我々がこれまで何度も伝えてきた「周到な事前準備」。これができるようにもなってきました。事前準備だけを伝えていたときには、なかなかできるようにならなかったことが、STシートの取り組みでホットを成約に結びつける為に…と目的が鮮明になった時現場でも必要性を感じたのでしょうね。

今回第三期スタートしたのですが、第三期まで継続頂いている一番大きな要因というのは何でしょうか? 

なにより現場での評判が良いんです。
始めは4時間の研修と聞いて、不服の声を漏らしていたスタッフが、最後には「もう終わっちゃうんですか」と言っていました。新型車の事前取り組みなどは、スタッフの目の色も変わっていましたよね。第三期に関しては、あえて私からは何も言わなかったのですが、店長自ら「次はうちでやらせて欲しい」と言ってきたんですよ。

今回の取り組みを成功させる為には、御社独自での工夫などがあったと思うのですが。

今回の取り組みを進めていく上で、最も心がけたことは全社としての「共通言語化」でしょうか。全店長をLCAさんの支援にオブザーブ参加させ、店長同士に気付きを持たせたんです。そうすることで、全社的な「共通の軸・考え方」が浸透して、目的や方針が伝わりやすくなりましたし、各店舗内では短い時間で凝縮した意思の伝達ができるようになってきました。

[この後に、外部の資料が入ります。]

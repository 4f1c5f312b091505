//! Scene assembly (skeleton + binding + samples -> Scene)

use crate::binding::AnimationBinding;
use crate::error::{ConvertError, Result};
use crate::rotation::euler_channel_values;
use crate::sampler::TransformSampler;
use crate::skeleton::Skeleton;
use crate::transform::FrameTransform;

use super::{
    Channel, ChannelGroup, ChannelKind, RotationMode, Scene, SceneAnimation, SceneBone,
    SceneSkeleton,
};

/// Track whose length sets the animation's nominal frame count
const NOMINAL_TRACK: usize = 0;

/// Build a scene holding the skeleton hierarchy and one animation block.
///
/// One channel group is emitted per bound track that has samples; tracks with no
/// samples are skipped. The animation spans the frame count of track 0, and each
/// group is keyed for at most that many frames.
pub fn assemble(
    skeleton: &Skeleton,
    binding: &AnimationBinding,
    sampler: &TransformSampler,
    rotation_mode: RotationMode,
    animation_name: &str,
) -> Result<Scene> {
    let root_bone = build_bone(skeleton, skeleton.root_index());

    let track_bones = binding.resolve(skeleton.len())?;

    let frame_count = sampler.frames_for(NOMINAL_TRACK).len();
    if frame_count == 0 {
        return Err(ConvertError::IndexOutOfRange {
            track: NOMINAL_TRACK,
            what: "track data",
            index: NOMINAL_TRACK as i64,
            len: sampler.track_count(),
        });
    }

    let mut groups = Vec::with_capacity(track_bones.len());
    for (track, &bone_index) in track_bones.iter().enumerate() {
        let bone_name = &skeleton.bones()[bone_index].name;
        let frames = sampler.frames_for(track);

        if frames.is_empty() {
            tracing::debug!("Track {} ('{}') has no samples, skipping", track, bone_name);
            continue;
        }

        if frames.len() > frame_count {
            tracing::warn!(
                "Track {} ('{}') has {} frames, truncating to {}",
                track,
                bone_name,
                frames.len(),
                frame_count
            );
        }

        let keyed = &frames[..frames.len().min(frame_count)];
        groups.push(build_group(bone_index, bone_name, keyed, rotation_mode));
    }

    let animation = SceneAnimation {
        name: animation_name.to_string(),
        start_frame: 0,
        end_frame: (frame_count - 1) as u32,
        groups,
    };

    tracing::debug!(
        "Assembled '{}': {} bones, {} groups, {} frames",
        animation.name,
        skeleton.len(),
        animation.groups.len(),
        frame_count
    );

    Ok(Scene {
        name: "Scene".to_string(),
        model_name: "Model".to_string(),
        skeleton: SceneSkeleton {
            root_bones: vec![root_bone],
        },
        animation,
        rotation_mode,
    })
}

fn build_bone(skeleton: &Skeleton, index: usize) -> SceneBone {
    let bone = &skeleton.bones()[index];
    SceneBone {
        bone_index: index,
        name: bone.name.clone(),
        translation: bone.reference_translation,
        rotation: bone.reference_rotation,
        scale: bone.reference_scale,
        children: skeleton
            .children(index)
            .iter()
            .map(|&child| build_bone(skeleton, child))
            .collect(),
    }
}

fn build_group(
    bone_index: usize,
    bone_name: &str,
    frames: &[FrameTransform],
    rotation_mode: RotationMode,
) -> ChannelGroup {
    let mut position = ChannelKind::POSITION.map(Channel::new);
    let mut scale = ChannelKind::SCALE.map(Channel::new);

    for (f, transform) in frames.iter().enumerate() {
        let frame = f as u32;
        for (channel, value) in position.iter_mut().zip(transform.translation.to_array()) {
            channel.insert_keyframe(frame, value);
        }
        for (channel, value) in scale.iter_mut().zip(transform.scale.to_array()) {
            channel.insert_keyframe(frame, value);
        }
    }

    let mut channels: Vec<Channel> = position.into_iter().chain(scale).collect();

    match rotation_mode {
        RotationMode::Euler => {
            let mut euler = ChannelKind::EULER.map(Channel::new);
            for (f, transform) in frames.iter().enumerate() {
                let values = euler_channel_values(transform.rotation);
                for (channel, value) in euler.iter_mut().zip(values) {
                    channel.insert_keyframe(f as u32, value);
                }
            }
            // Z, Y, X order
            channels.extend(euler.into_iter().rev());
        }
        RotationMode::Quaternion => {
            let mut quat = ChannelKind::QUAT.map(Channel::new);
            for (f, transform) in frames.iter().enumerate() {
                for (channel, value) in quat.iter_mut().zip(transform.rotation.to_array()) {
                    channel.insert_keyframe(f as u32, value);
                }
            }
            channels.extend(quat);
        }
    }

    ChannelGroup {
        bone_index,
        bone_name: bone_name.to_string(),
        channels,
    }
}
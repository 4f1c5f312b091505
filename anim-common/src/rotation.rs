//! Quaternion to Euler conversion for Euler-based export formats

use glam::{Quat, Vec4};
use std::f32::consts::FRAC_PI_2;

/// Euler angles in radians, decomposed for XYZ rotation order.
///
/// The rotation they describe is `Rz(z) * Ry(y) * Rx(x)`.
#[derive(Debug, Clone, Copy, PartialEq, Default)]
pub struct EulerAngles {
    pub x: f32,
    pub y: f32,
    pub z: f32,
}

/// Decompose a quaternion into XYZ Euler angles.
///
/// When `|2(wy - zx)| >= 1` the pitch is clamped to `±π/2` instead of calling `asin`,
/// so the result never contains NaN for unit input.
pub fn quat_to_euler_xyz(q: Quat) -> EulerAngles {
    let sinr_cosp = 2.0 * (q.w * q.x + q.y * q.z);
    let cosr_cosp = 1.0 - 2.0 * (q.x * q.x + q.y * q.y);
    let x = sinr_cosp.atan2(cosr_cosp);

    let sinp = 2.0 * (q.w * q.y - q.z * q.x);
    let y = if sinp.abs() >= 1.0 {
        FRAC_PI_2.copysign(sinp)
    } else {
        sinp.asin()
    };

    let siny_cosp = 2.0 * (q.w * q.z + q.x * q.y);
    let cosy_cosp = 1.0 - 2.0 * (q.y * q.y + q.z * q.z);
    let z = siny_cosp.atan2(cosy_cosp);

    EulerAngles { x, y, z }
}

/// Values written to the Euler-X, Euler-Y and Euler-Z channels of an exported track.
///
/// The X and Z angles trade places: the Euler-X channel carries `z` and the Euler-Z
/// channel carries `x`. Existing consumers of the Euler exports compensate for this
/// layout, so it must stay as is.
pub fn euler_channel_values(q: Quat) -> [f32; 3] {
    let angles = quat_to_euler_xyz(q);
    [angles.z, angles.y, angles.x]
}

/// Normalize a quaternion by its Euclidean norm.
///
/// Returns `None` if the norm is zero or not finite.
pub fn normalize_rotation(q: Quat) -> Option<Quat> {
    let v = Vec4::from(q);
    let norm = v.length();
    if !norm.is_finite() || norm == 0.0 {
        return None;
    }
    Some(Quat::from_vec4(v / norm))
}
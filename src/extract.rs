use anyhow::{Context, Result};
use std::path::Path;
use tracing::info;

use crate::types::PairRecord;

/// Recover the fixed-shape records from accumulated snapshot text.
///
/// The page renders each listing as four consecutive lines: a line
/// containing "Buy", then time, address, and top-10 share. The scan works
/// on non-empty trimmed lines so box borders and blank separators in the
/// log do not break the pattern, matches "buy" case-insensitively, and
/// advances past each accepted record so overlapping entries are not
/// re-read. The address is truncated at the "..." the page renders.
pub fn parse_records(input: &str) -> Vec<PairRecord> {
    let lines: Vec<&str> = input
        .lines()
        .map(str::trim)
        .filter(|line| !line.is_empty())
        .collect();

    let mut records = Vec::new();
    let mut i = 0;
    while i < lines.len() {
        if lines[i].to_lowercase().contains("buy") && i + 3 < lines.len() {
            let address_line = lines[i + 2];
            let address = match address_line.split_once("...") {
                Some((prefix, _)) => prefix,
                None => address_line,
            };
            records.push(PairRecord {
                time: lines[i + 1].to_string(),
                address: address.to_string(),
                top10: lines[i + 3].to_string(),
            });
            i += 4;
            continue;
        }
        i += 1;
    }
    records
}

/// Scan a snapshot log and write the recovered records to a CSV file.
///
/// Returns the number of records written. Headers are `Time,Address,Top10`.
pub fn extract_to_csv(input: &Path, output: &Path) -> Result<usize> {
    let text = std::fs::read_to_string(input)
        .with_context(|| format!("Failed to read log file {}", input.display()))?;
    let records = parse_records(&text);

    if let Some(parent) = output.parent()
        && !parent.as_os_str().is_empty()
    {
        std::fs::create_dir_all(parent)
            .with_context(|| format!("Failed to create output directory {}", parent.display()))?;
    }

    // Write the header row explicitly so an empty log still yields a
    // well-formed CSV file
    let mut writer = csv::WriterBuilder::new()
        .has_headers(false)
        .from_path(output)
        .with_context(|| format!("Failed to create CSV file {}", output.display()))?;
    writer.write_record(["Time", "Address", "Top10"])?;
    for record in &records {
        writer.serialize(record)?;
    }
    writer.flush()?;

    info!(
        "Wrote {} record(s) to {}",
        records.len(),
        output.display()
    );
    Ok(records.len())
}

#[cfg(test)]
#[path = "extract_test.rs"]
mod extract_test;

あとは、LCAさんの取り組みを元に、ST大会というものを自社でやっています。店舗関係なく、店長がスタッフのSTシートにアドバイスを送るのですが、店長自身の視点が広がり好評です。これも、全店舗で共通言語が出来たからできることですよね。また、本部の教育も、座学による単なるOFF-JTではなく、実践により近いOJTを心掛けています。第一期、第二期で実施した店舗に関しては、「S-DIPS」をしっかりと継続させる為に、その後半年間のスケジュールを立て、自店舗での取り組みを進めています。

今後の課題について、教えて頂きますか?

全店長にオブザーブ参加させているのですが、「S-DIPS」を店舗ぐるみで実施した店舗とそうでない店舗では、実行力や、他の取り組みにおいての応用力という部分でどうしても差が出てしまいます。「S-DIPS」を店舗ぐるみで実施した店舗は、自ら気付き、自ら考え、行動に移す、つまり「自感・自考・自行」ができる組織になりつつあります。店舗が自ら気付き、自ら考え、自らの力でPDCAサイクルを回せる状態を目指し会社全体で繰り返し繰り返し取り組んでいきたいと思っています。